No – the U.S. District Court for the Northern District of Georgia recently rejected the argument that male strippers qualify as exempt “creative professionals” under the Fair Labor Standards Act (FLSA).

In Henderson v. 1400 Northside Drive, Inc., a group of male strippers sued an adult nightclub, which they alleged misclassified them as independent contractors and, as a result, failed to pay them the minimum wage required by the FLSA.  No. 1:13-CV-3767-TWT (N.D. Ga.

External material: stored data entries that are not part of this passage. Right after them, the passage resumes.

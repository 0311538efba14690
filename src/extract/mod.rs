//! Story extraction backends.
//!
//! A [`StoryExtractor`] turns one parsed message into an ordered list of
//! stories. The real backend talks to an OpenAI-compatible chat completions
//! API; [`StubExtractor`] returns canned stories for tests and dry runs.

pub mod openai;
pub mod prompt;

pub use openai::OpenAiExtractor;
pub use prompt::{build_prompt, parse_stories_response};

use async_trait::async_trait;

use crate::error::ExtractionError;
use crate::mail::ParsedMessage;
use crate::stories::ExtractedStory;

/// Extraction backend.
///
/// Implementations must fail closed: an error, never a partial list.
#[async_trait]
pub trait StoryExtractor: Send + Sync {
    /// Backend name for logs.
    fn name(&self) -> &str;

    /// Extract stories from one message, in newsletter order.
    async fn extract(&self, message: &ParsedMessage)
    -> Result<Vec<ExtractedStory>, ExtractionError>;
}

/// Returns the same stories for every message.
#[derive(Debug, Clone, Default)]
pub struct StubExtractor {
    stories: Vec<ExtractedStory>,
}

impl StubExtractor {
    pub fn new(stories: Vec<ExtractedStory>) -> Self {
        Self { stories }
    }
}

#[async_trait]
impl StoryExtractor for StubExtractor {
    fn name(&self) -> &str {
        "stub"
    }

    async fn extract(
        &self,
        _message: &ParsedMessage,
    ) -> Result<Vec<ExtractedStory>, ExtractionError> {
        Ok(self.stories.clone())
    }
}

June 19, 2015).  One of the defenses that the employer raised was that, even if the strippers were employees, they were exempt from the FLSA as creative professionals.  To qualify as a “creative professional,” an employee must be (i) compensated on a salary basis or fee basis at a rate of not less than $455 per week; and (ii) his or her primary duty must be the performance of work requiring invention, imagination, originality, or talent in a recognized field of artistic or creative endeavor.  29 C.F.R. § 541.300.

The Henderson court rejected the employer’s creative professional argument, finding that “little creativity is required to be a dancer at the Club.”  The court noted that the evidence showed that original dance moves were not a requirement for the job and that many of the strippers did not know how to dance.  The court further found that hiring decisions were based primarily on the applicants’ looks and that no special training was required.  As a result, the court determined that the strippers’ jobs did not require sufficient creativity to qualify as exempt creative professionals.

Takeaway:  The Henderson case is part of broad trend of wage and hour lawsuits in the adult entertainment industry.  Employers who operate adult nightclubs should ensure that they pay their dancers in accordance with the requirements of the FLSA.